Ele me olhou como se estivesse vendo outra pessoa. Talvez estivesse mesmo. A mãe dele sempre foi submissa, sempre colocou os outros em primeiro lugar. Agora eu queria algo diferente.
Os dias foram passando e as visitas dos meus filhos ficaram mais raras. Senti falta deles, mas também senti uma liberdade nova crescendo dentro de mim. Antônio me ajudava no jardim, plantava novas mudas de ervas e flores. À noite fazíamos pão juntos ou assistíamos novela abraçados no sofá.
Mas nem tudo era paz. Um dia, durante uma festa da igreja, ouvi duas vizinhas cochichando:
— Olha lá a Halina… Já tá velha e arrumou outro homem! Que vergonha…

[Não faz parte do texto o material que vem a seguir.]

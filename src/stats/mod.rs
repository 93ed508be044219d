//! Latency statistics collection and aggregation.

mod sampler;

pub use sampler::{LatencyReport, LatencySampler, ScopedSample, DEFAULT_SAMPLE_CAPACITY};
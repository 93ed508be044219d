//! Command-line interface for Pulselink.

use std::net::SocketAddrV4;
use std::path::PathBuf;

use clap::Parser;

use crate::config::Config;
use crate::error::{Error, Result};

/// Pulselink - real-time UDP peer with latency dashboard
#[derive(Parser, Debug)]
#[command(
    name = "pulselink",
    author,
    version,
    about = "Real-time bidirectional UDP peer with link-health monitoring",
    long_about = r#"
Pulselink exchanges CRC-framed packets with a single remote peer on a fixed
100 ms cadence, monitors the peer's lifesign and inter-arrival timing, and
renders TX/RX/interval latency percentiles in a pinned terminal dashboard.

QUICK START (two terminals):
  pulselink --src 127.0.0.1:9000 --dst 127.0.0.1:9001
  pulselink --src 127.0.0.1:9001 --dst 127.0.0.1:9000
"#
)]
pub struct Cli {
    /// Local address to bind, as <addr>:<port> (IPv4)
    #[arg(long)]
    pub src: SocketAddrV4,

    /// Remote peer address, as <addr>:<port> (IPv4)
    #[arg(long)]
    pub dst: SocketAddrV4,

    /// Configuration file path
    #[arg(short, long)]
    pub config: Option<PathBuf>,

    /// Log level (trace, debug, info, warn, error)
    #[arg(short, long, default_value = "info")]
    pub log_level: String,

    /// Disable colored output
    #[arg(long)]
    pub no_color: bool,

    /// Pin the RX worker to this CPU core
    #[arg(long)]
    pub rx_core: Option<usize>,

    /// Pin the TX worker to this CPU core
    #[arg(long)]
    pub tx_core: Option<usize>,

    /// Disable SCHED_FIFO realtime scheduling for the workers
    #[arg(long)]
    pub no_realtime: bool,

    /// Disable the pinned dashboard (plain scrolling output)
    #[arg(long)]
    pub no_dashboard: bool,
}

impl Cli {
    /// Validate the endpoint tuple beyond what address parsing enforces.
    pub fn validate(&self) -> Result<()> {
        if self.src.port() == 0 || self.dst.port() == 0 {
            return Err(Error::Config("ports must be within 1-65535".into()));
        }
        Ok(())
    }

    /// Resolve the effective configuration: file (if any) plus CLI overrides.
    pub fn resolve_config(&self) -> Result<Config> {
        let mut config = match &self.config {
            Some(path) => Config::load(path)?,
            None => Config::default(),
        };

        config.logging.level = self.log_level.clone();
        config.logging.color = !self.no_color;

        if self.rx_core.is_some() {
            config.runtime.rx_core = self.rx_core;
        }
        if self.tx_core.is_some() {
            config.runtime.tx_core = self.tx_core;
        }
        if self.no_realtime {
            config.runtime.realtime = false;
        }

        config.validate()?;
        Ok(config)
    }
}

#[cfg(test)]
mod tests {
    use super::*;

    #[test]
    fn test_parse_minimal() {
        let cli = Cli::parse_from([
            "pulselink",
            "--src",
            "192.168.1.10:9000",
            "--dst",
            "192.168.1.20:9001",
        ]);
        assert_eq!(cli.src.port(), 9000);
        assert_eq!(cli.dst.ip().octets(), [192, 168, 1, 20]);
        cli.validate().unwrap();
    }

    #[test]
    fn test_missing_dst_fails() {
        assert!(Cli::try_parse_from(["pulselink", "--src", "10.0.0.1:9000"]).is_err());
    }

    #[test]
    fn test_malformed_address_fails() {
        assert!(Cli::try_parse_from([
            "pulselink",
            "--src",
            "not-an-address",
            "--dst",
            "10.0.0.2:9001"
        ])
        .is_err());
        // IPv6 is out of scope; the V4-typed field rejects it.
        assert!(Cli::try_parse_from([
            "pulselink",
            "--src",
            "[::1]:9000",
            "--dst",
            "10.0.0.2:9001"
        ])
        .is_err());
    }

    #[test]
    fn test_zero_port_rejected() {
        let cli = Cli::parse_from([
            "pulselink",
            "--src",
            "10.0.0.1:0",
            "--dst",
            "10.0.0.2:9001",
        ]);
        assert!(cli.validate().is_err());
    }

    #[test]
    fn test_overrides_apply() {
        let cli = Cli::parse_from([
            "pulselink",
            "--src",
            "10.0.0.1:9000",
            "--dst",
            "10.0.0.2:9001",
            "--rx-core",
            "2",
            "--tx-core",
            "3",
            "--no-realtime",
        ]);
        let config = cli.resolve_config().unwrap();
        assert_eq!(config.runtime.rx_core, Some(2));
        assert_eq!(config.runtime.tx_core, Some(3));
        assert!(!config.runtime.realtime);
    }
}
//! Wrap-around latency sample ring with on-demand percentile computation.
//!
//! `record` is O(1): one relaxed sample store, one release index publish,
//! one relaxed count bump. That keeps it safe on the hot path of a single
//! producer thread. `snapshot` copies the live window, sorts it, and
//! computes percentiles; it runs on the consumer side and never blocks the
//! producer.
//!
//! A snapshot taken while the producer is writing may miss or double-see
//! the last one or two in-flight samples at the tail boundary; each sample
//! value itself is read whole (the slots are atomic words). That is
//! acceptable for latency reporting, which is advisory.

use std::sync::atomic::{AtomicU64, AtomicUsize, Ordering};
use std::time::Instant;

use crossbeam_utils::CachePadded;

/// Default sample capacity: ~2.7 hours of samples at a 10 Hz tick.
pub const DEFAULT_SAMPLE_CAPACITY: usize = 100_000;

/// Lock-free single-producer sample store.
pub struct LatencySampler {
    samples: Box<[AtomicU64]>,
    write_idx: CachePadded<AtomicUsize>,
    total: CachePadded<AtomicU64>,
}

impl LatencySampler {
    /// Create a sampler with the default capacity.
    pub fn new() -> Self {
        Self::with_capacity(DEFAULT_SAMPLE_CAPACITY)
    }

    /// Create a sampler retaining the most recent `capacity` samples.
    pub fn with_capacity(capacity: usize) -> Self {
        assert!(capacity > 0, "sampler needs at least one slot");
        let samples = (0..capacity)
            .map(|_| AtomicU64::new(0))
            .collect::<Vec<_>>()
            .into_boxed_slice();
        Self {
            samples,
            write_idx: CachePadded::new(AtomicUsize::new(0)),
            total: CachePadded::new(AtomicU64::new(0)),
        }
    }

    /// Record one latency sample in nanoseconds.
    pub fn record(&self, latency_ns: u64) {
        let idx = self.write_idx.load(Ordering::Relaxed);
        self.samples[idx].store(latency_ns, Ordering::Relaxed);
        self.write_idx
            .store((idx + 1) % self.samples.len(), Ordering::Release);
        self.total.fetch_add(1, Ordering::Relaxed);
    }

    /// Record the span between two instants.
    pub fn record_span(&self, start: Instant, end: Instant) {
        let ns = end.saturating_duration_since(start).as_nanos();
        self.record(ns.min(u128::from(u64::MAX)) as u64);
    }

    /// Start a scoped measurement recorded on drop.
    pub fn start_measurement(&self) -> ScopedSample<'_> {
        ScopedSample {
            sampler: self,
            start: Instant::now(),
        }
    }

    /// Total samples recorded, including overwritten ones.
    pub fn sample_count(&self) -> u64 {
        self.total.load(Ordering::Relaxed)
    }

    /// Discard all samples.
    pub fn reset(&self) {
        self.write_idx.store(0, Ordering::Release);
        self.total.store(0, Ordering::Release);
    }

    /// Snapshot the live window and compute aggregate statistics.
    pub fn snapshot(&self) -> LatencyReport {
        let total = self.total.load(Ordering::Acquire);
        if total == 0 {
            return LatencyReport::default();
        }

        let capacity = self.samples.len();
        let n = usize::try_from(total).map_or(capacity, |t| t.min(capacity));

        // Copy in insertion order: [0, n) before the ring wraps, otherwise
        // [write_idx, capacity) ++ [0, write_idx).
        let mut sorted = Vec::with_capacity(n);
        if total <= capacity as u64 {
            for slot in &self.samples[..n] {
                sorted.push(slot.load(Ordering::Relaxed));
            }
        } else {
            let write = self.write_idx.load(Ordering::Acquire);
            for slot in &self.samples[write..] {
                sorted.push(slot.load(Ordering::Relaxed));
            }
            for slot in &self.samples[..write] {
                sorted.push(slot.load(Ordering::Relaxed));
            }
        }

        sorted.sort_unstable();

        let mut sum = 0.0f64;
        let mut sum_sq = 0.0f64;
        for &ns in &sorted {
            let us = ns as f64 / 1000.0;
            sum += us;
            sum_sq += us * us;
        }

        let count_f = sorted.len() as f64;
        let mean_us = sum / count_f;
        let stdev_us = if sorted.len() > 1 {
            let variance = (sum_sq - (sum * sum / count_f)) / (count_f - 1.0);
            variance.max(0.0).sqrt()
        } else {
            0.0
        };

        LatencyReport {
            count: total,
            min_us: sorted[0] as f64 / 1000.0,
            max_us: sorted[sorted.len() - 1] as f64 / 1000.0,
            mean_us,
            stdev_us,
            p50_us: percentile(&sorted, 50.0),
            p95_us: percentile(&sorted, 95.0),
            p99_us: percentile(&sorted, 99.0),
            p999_us: percentile(&sorted, 99.9),
            p9999_us: percentile(&sorted, 99.99),
        }
    }
}

impl Default for LatencySampler {
    fn default() -> Self {
        Self::new()
    }
}

/// RAII measurement guard; records elapsed time on drop.
pub struct ScopedSample<'a> {
    sampler: &'a LatencySampler,
    start: Instant,
}

impl Drop for ScopedSample<'_> {
    fn drop(&mut self) {
        self.sampler.record_span(self.start, Instant::now());
    }
}

/// Nearest-rank percentile over ascending `sorted` data, reported in µs.
fn percentile(sorted: &[u64], p: f64) -> f64 {
    if sorted.is_empty() {
        return 0.0;
    }
    let rank = (p / 100.0) * sorted.len() as f64;
    let idx = (rank.ceil() as usize).clamp(1, sorted.len());
    sorted[idx - 1] as f64 / 1000.0
}

/// Aggregate statistics computed from one snapshot, in microseconds.
#[derive(Debug, Clone, Copy, Default, PartialEq)]
pub struct LatencyReport {
    /// Total samples recorded (including overwritten).
    pub count: u64,
    pub min_us: f64,
    pub max_us: f64,
    pub mean_us: f64,
    pub stdev_us: f64,
    pub p50_us: f64,
    pub p95_us: f64,
    pub p99_us: f64,
    pub p999_us: f64,
    pub p9999_us: f64,
}

impl LatencyReport {
    /// Whether any samples were recorded.
    pub fn is_empty(&self) -> bool {
        self.count == 0
    }

    /// Render a multi-line summary table for shutdown output.
    pub fn format_summary(&self, label: &str) -> String {
        if self.is_empty() {
            return format!("[{label}] no samples collected\n");
        }
        format!(
            "┌──────────────────────────────────────────────┐\n\
             │ {label:<44} │\n\
             ├──────────────────────────────────────────────┤\n\
             │ Samples : {:<34} │\n\
             │ Min     : {:>12.2} us                      │\n\
             │ Max     : {:>12.2} us                      │\n\
             │ Mean    : {:>12.2} us                      │\n\
             │ StdDev  : {:>12.2} us                      │\n\
             │ p50     : {:>12.2} us                      │\n\
             │ p95     : {:>12.2} us                      │\n\
             │ p99     : {:>12.2} us                      │\n\
             │ p99.9   : {:>12.2} us                      │\n\
             │ p99.99  : {:>12.2} us                      │\n\
             └──────────────────────────────────────────────┘\n",
            self.count,
            self.min_us,
            self.max_us,
            self.mean_us,
            self.stdev_us,
            self.p50_us,
            self.p95_us,
            self.p99_us,
            self.p999_us,
            self.p9999_us,
        )
    }
}

#[cfg(test)]
mod tests {
    use super::*;
    use rand::rngs::StdRng;
    use rand::{Rng, SeedableRng};

    #[test]
    fn test_empty_snapshot_is_zero() {
        let sampler = LatencySampler::with_capacity(16);
        let report = sampler.snapshot();
        assert!(report.is_empty());
        assert_eq!(report.p50_us, 0.0);
    }

    #[test]
    fn test_known_distribution_percentiles() {
        let sampler = LatencySampler::new();
        // 1us, 2us, ..., 100_000us stored as nanoseconds.
        for us in 1..=100_000u64 {
            sampler.record(us * 1000);
        }

        let report = sampler.snapshot();
        assert_eq!(report.count, 100_000);
        assert_eq!(report.min_us, 1.0);
        assert_eq!(report.max_us, 100_000.0);
        assert_eq!(report.p50_us, 50_000.0);
        assert_eq!(report.p95_us, 95_000.0);
        assert_eq!(report.p99_us, 99_000.0);
        assert_eq!(report.p999_us, 99_900.0);
        assert_eq!(report.p9999_us, 99_990.0);
        assert!((report.mean_us - 50_000.5).abs() < 1e-6);
    }

    #[test]
    fn test_single_sample() {
        let sampler = LatencySampler::with_capacity(8);
        sampler.record(42_000);
        let report = sampler.snapshot();
        assert_eq!(report.count, 1);
        assert_eq!(report.min_us, 42.0);
        assert_eq!(report.max_us, 42.0);
        assert_eq!(report.p50_us, 42.0);
        assert_eq!(report.p9999_us, 42.0);
        assert_eq!(report.stdev_us, 0.0);
    }

    #[test]
    fn test_wrap_keeps_last_capacity_samples() {
        let capacity = 1000;
        let sampler = LatencySampler::with_capacity(capacity);

        // Insert capacity + k samples; only the last `capacity` survive.
        let k = 345u64;
        let total = capacity as u64 + k;
        for i in 1..=total {
            sampler.record(i * 1000);
        }

        let report = sampler.snapshot();
        assert_eq!(report.count, total);
        // Oldest surviving sample is k+1 us, newest is total us.
        assert_eq!(report.min_us, (k + 1) as f64);
        assert_eq!(report.max_us, total as f64);
    }

    #[test]
    fn test_percentile_monotonicity_random_data() {
        let mut rng = StdRng::seed_from_u64(0x70756C7365);
        let sampler = LatencySampler::with_capacity(10_000);
        for _ in 0..25_000 {
            sampler.record(rng.gen_range(100..50_000_000));
        }

        let r = sampler.snapshot();
        assert!(r.min_us <= r.p50_us);
        assert!(r.p50_us <= r.p95_us);
        assert!(r.p95_us <= r.p99_us);
        assert!(r.p99_us <= r.p999_us);
        assert!(r.p999_us <= r.p9999_us);
        assert!(r.p9999_us <= r.max_us);
    }

    #[test]
    fn test_stdev_on_known_data() {
        let sampler = LatencySampler::with_capacity(8);
        // 2us, 4us, 4us, 4us, 5us, 5us, 7us, 9us: stdev = 2.138... (n-1)
        for us in [2u64, 4, 4, 4, 5, 5, 7, 9] {
            sampler.record(us * 1000);
        }
        let r = sampler.snapshot();
        assert!((r.mean_us - 5.0).abs() < 1e-9);
        assert!((r.stdev_us - 2.138089935).abs() < 1e-6);
    }

    #[test]
    fn test_reset() {
        let sampler = LatencySampler::with_capacity(8);
        sampler.record(1000);
        sampler.reset();
        assert!(sampler.snapshot().is_empty());
        assert_eq!(sampler.sample_count(), 0);
    }

    #[test]
    fn test_scoped_sample_records() {
        let sampler = LatencySampler::with_capacity(8);
        {
            let _guard = sampler.start_measurement();
        }
        assert_eq!(sampler.sample_count(), 1);
    }

    #[test]
    fn test_format_summary_contains_percentiles() {
        let sampler = LatencySampler::with_capacity(8);
        sampler.record(1500);
        let text = sampler.snapshot().format_summary("TX Send Latency");
        assert!(text.contains("TX Send Latency"));
        assert!(text.contains("p99.99"));
    }
}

Fingi que não ouvi, mas aquilo me corroeu por dentro. Voltei pra casa chorando e desabafei com Antônio.
— Será que eu devia desistir? — perguntei entre soluços.
Ele me abraçou forte. — Você já pensou em quantas mulheres gostariam de ter coragem pra recomeçar? Você não deve nada pra ninguém.
Aos poucos fui aprendendo a ignorar os olhares tortos e os comentários maldosos. Comecei a frequentar um grupo de leitura na cidade e fiz novas amigas — mulheres como eu, cansadas de viver à sombra das expectativas alheias.
Um dia Camila apareceu com as netas para almoçar. Vi nos olhos dela uma mistura de saudade e orgulho contido quando as meninas correram para abraçar o “tio Antônio”.
Depois do almoço ela ficou me ajudando a lavar a louça.
— Mãe… Desculpa por ter sido tão dura com você — disse baixinho. — Eu só fiquei assustada… Achei que ia te perder também.
Segurei sua mão molhada de sabão e sorri.
— Você nunca vai me perder, filha. Mas eu preciso viver minha vida também.
Ela assentiu e me abraçou forte.
Hoje meus filhos ainda têm suas reservas, mas já aceitam Antônio como parte da família. Aprendi que recomeçar é difícil — principalmente quando se é mulher e já passou dos sessenta anos. Mas também aprendi que nunca é tarde para buscar felicidade.
Às vezes fico sentada na varanda olhando as jabuticabeiras floridas e penso: quantas mulheres vivem presas ao medo do julgamento? Quantas deixam de viver por causa dos outros?
E você? Já teve coragem de recomeçar mesmo quando todos diziam para desistir?